• WHAT THIS TASK INVOLVES: Please print each entry below exactly as it reads.

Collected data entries
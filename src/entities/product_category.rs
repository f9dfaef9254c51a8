use sea_orm::entity::prelude::*;
use serde::{Deserialize, Serialize};

/// Join row linking a product to a category. One row per pair.
#[derive(Clone, Debug, PartialEq, Eq, DeriveEntityModel, Serialize, Deserialize)]
#[sea_orm(table_name = "product_categories")]
pub struct Model {
    #[sea_orm(primary_key)]
    pub id: i64,
    pub product_id: i64,
    pub category_id: i64,
}

#[derive(Copy, Clone, Debug, EnumIter, DeriveRelation)]
pub enum Relation {
    #[sea_orm(
        belongs_to = "super::product::Entity",
        from = "Column::ProductId",
        to = "super::product::Column::Id"
    )]
    Product,
    #[sea_orm(
        belongs_to = "super::category::Entity",
        from = "Column::CategoryId",
        to = "super::category::Column::Id"
    )]
    Category,
}

impl Related<super::product::Entity> for Entity {
    fn to() -> RelationDef {
        Relation::Product.def()
    }
}

impl Related<super::category::Entity> for Entity {
    fn to() -> RelationDef {
        Relation::Category.def()
    }
}

impl ActiveModelBehavior for ActiveModel {}
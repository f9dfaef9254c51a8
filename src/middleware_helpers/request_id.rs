use crate::tracing::RequestId;
use axum::{
    extract::Request,
    http::{header::HeaderName, HeaderValue},
    middleware::Next,
    response::Response,
};

pub const REQUEST_ID_HEADER: &str = "x-request-id";

/// Stamps each request with an id: an inbound `x-request-id` is honored,
/// otherwise one is generated. The id rides the request extensions, a
/// task-local for the response envelope, and the response headers.
pub async fn request_id_middleware(mut request: Request, next: Next) -> Response {
    let request_id = request
        .headers()
        .get(REQUEST_ID_HEADER)
        .and_then(|v| v.to_str().ok())
        .map(RequestId::new)
        .unwrap_or_default();

    if let Ok(value) = HeaderValue::from_str(request_id.as_str()) {
        request
            .headers_mut()
            .insert(HeaderName::from_static(REQUEST_ID_HEADER), value);
    }

    // Make request id available to handlers and to the trace span maker
    request.extensions_mut().insert(request_id.clone());

    let mut response =
        crate::tracing::scope_request_id(request_id.clone(), next.run(request)).await;

    if let Ok(value) = HeaderValue::from_str(request_id.as_str()) {
        response
            .headers_mut()
            .insert(HeaderName::from_static(REQUEST_ID_HEADER), value);
    }

    response
}

#[cfg(test)]
mod tests {
    use super::*;
    use axum::{
        body::{to_bytes, Body},
        extract::Extension,
        http::{Request as HttpRequest, StatusCode},
        routing::get,
        Router,
    };
    use tower::ServiceExt;

    async fn extension_handler(
        Extension(request_id): Extension<RequestId>,
    ) -> (StatusCode, String) {
        (
            StatusCode::OK,
            format!("request-id:{}", request_id.as_str()),
        )
    }

    #[tokio::test]
    async fn middleware_adds_request_id_header_and_extension() {
        let app = Router::new()
            .route("/", get(extension_handler))
            .layer(axum::middleware::from_fn(request_id_middleware));

        let response = app
            .oneshot(
                HttpRequest::builder()
                    .uri("/")
                    .method("GET")
                    .body(Body::empty())
                    .unwrap(),
            )
            .await
            .unwrap();

        let header = response.headers().get(REQUEST_ID_HEADER).cloned();
        assert!(header.is_some());

        let body = to_bytes(response.into_body(), usize::MAX).await.unwrap();
        let body_str = String::from_utf8(body.to_vec()).unwrap();
        assert!(body_str.starts_with("request-id:"));
    }

    #[tokio::test]
    async fn middleware_preserves_incoming_request_id() {
        let app = Router::new()
            .route("/", get(extension_handler))
            .layer(axum::middleware::from_fn(request_id_middleware));

        let response = app
            .oneshot(
                HttpRequest::builder()
                    .uri("/")
                    .method("GET")
                    .header(REQUEST_ID_HEADER, "client-supplied-id")
                    .body(Body::empty())
                    .unwrap(),
            )
            .await
            .unwrap();

        assert_eq!(
            response
                .headers()
                .get(REQUEST_ID_HEADER)
                .and_then(|v| v.to_str().ok()),
            Some("client-supplied-id")
        );
    }
}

• YOUR SOLUTION:
filename src/entities/product_category.rs
repository f9dfaef9254c51a8
use sea_orm::entity::prelude::*;
use serde::{Deserialize, Serialize};

/// Join row linking a product to a category. One row per pair.
#[derive(Clone, Debug, PartialEq, Eq, DeriveEntityModel, Serialize, Deserialize)]
#[sea_orm(table_name = "product_categories")]
pub struct Model {
    #[sea_orm(primary_key)]
    pub id: i64,
    pub product_id: i64,
    pub category_id: i64,
}

#[derive(Copy, Clone, Debug, EnumIter, DeriveRelation)]
pub enum Relation {
    #[sea_orm(
        belongs_to = "super::product::Entity",
        from = "Column::ProductId",
        to = "super::product::Column::Id"
    )]
    Product,
    #[sea_orm(
        belongs_to = "super::category::Entity",
        from = "Column::CategoryId",
        to = "super::category::Column::Id"
    )]
    Category,
}

impl Related<super::product::Entity> for Entity {
    fn to() -> RelationDef {
        Relation::Product.def()
    }
}

impl Related<super::category::Entity> for Entity {
    fn to() -> RelationDef {
        Relation::Category.def()
    }
}

impl ActiveModelBehavior for ActiveModel {}
repository f9dfaef9254c51a8
filename src/middleware_helpers/request_id.rs
use crate::tracing::RequestId;
use axum::{
    extract::Request,
    http::{header::HeaderName, HeaderValue},
    middleware::Next,
    response::Response,
};

pub const REQUEST_ID_HEADER: &str = "x-request-id";

/// Stamps each request with an id: an inbound `x-request-id` is honored,
/// otherwise one is generated. The id rides the request extensions, a
/// task-local for the response envelope, and the response headers.
pub async fn request_id_middleware(mut request: Request, next: Next) -> Response {
    let request_id = request
        .headers()
        .get(REQUEST_ID_HEADER)
        .and_then(|v| v.to_str().ok())
        .map(RequestId::new)
        .unwrap_or_default();

    if let Ok(value) = HeaderValue::from_str(request_id.as_str()) {
        request
            .headers_mut()
            .insert(HeaderName::from_static(REQUEST_ID_HEADER), value);
    }

    // Make request id available to handlers and to the trace span maker
    request.extensions_mut().insert(request_id.clone());

    let mut response =
        crate::tracing::scope_request_id(request_id.clone(), next.run(request)).await;

    if let Ok(value) = HeaderValue::from_str(request_id.as_str()) {
        response
            .headers_mut()
            .insert(HeaderName::from_static(REQUEST_ID_HEADER), value);
    }

    response
}

#[cfg(test)]
mod tests {
    use super::*;
    use axum::{
        body::{to_bytes, Body},
        extract::Extension,
        http::{Request as HttpRequest, StatusCode},
        routing::get,
        Router,
    };
    use tower::ServiceExt;

    async fn extension_handler(
        Extension(request_id): Extension<RequestId>,
    ) -> (StatusCode, String) {
        (
            StatusCode::OK,
            format!("request-id:{}", request_id.as_str()),
        )
    }

    #[tokio::test]
    async fn middleware_adds_request_id_header_and_extension() {
        let app = Router::new()
            .route("/", get(extension_handler))
            .layer(axum::middleware::from_fn(request_id_middleware));

        let response = app
            .oneshot(
                HttpRequest::builder()
                    .uri("/")
                    .method("GET")
                    .body(Body::empty())
                    .unwrap(),
            )
            .await
            .unwrap();

        let header = response.headers().get(REQUEST_ID_HEADER).cloned();
        assert!(header.is_some());

        let body = to_bytes(response.into_body(), usize::MAX).await.unwrap();
        let body_str = String::from_utf8(body.to_vec()).unwrap();
        assert!(body_str.starts_with("request-id:"));
    }

    #[tokio::test]
    async fn middleware_preserves_incoming_request_id() {
        let app = Router::new()
            .route("/", get(extension_handler))
            .layer(axum::middleware::from_fn(request_id_middleware));

        let response = app
            .oneshot(
                HttpRequest::builder()
                    .uri("/")
                    .method("GET")
                    .header(REQUEST_ID_HEADER, "client-supplied-id")
                    .body(Body::empty())
                    .unwrap(),
            )
            .await
            .unwrap();

        assert_eq!(
            response
                .headers()
                .get(REQUEST_ID_HEADER)
                .and_then(|v| v.to_str().ok()),
            Some("client-supplied-id")
        );
    }
}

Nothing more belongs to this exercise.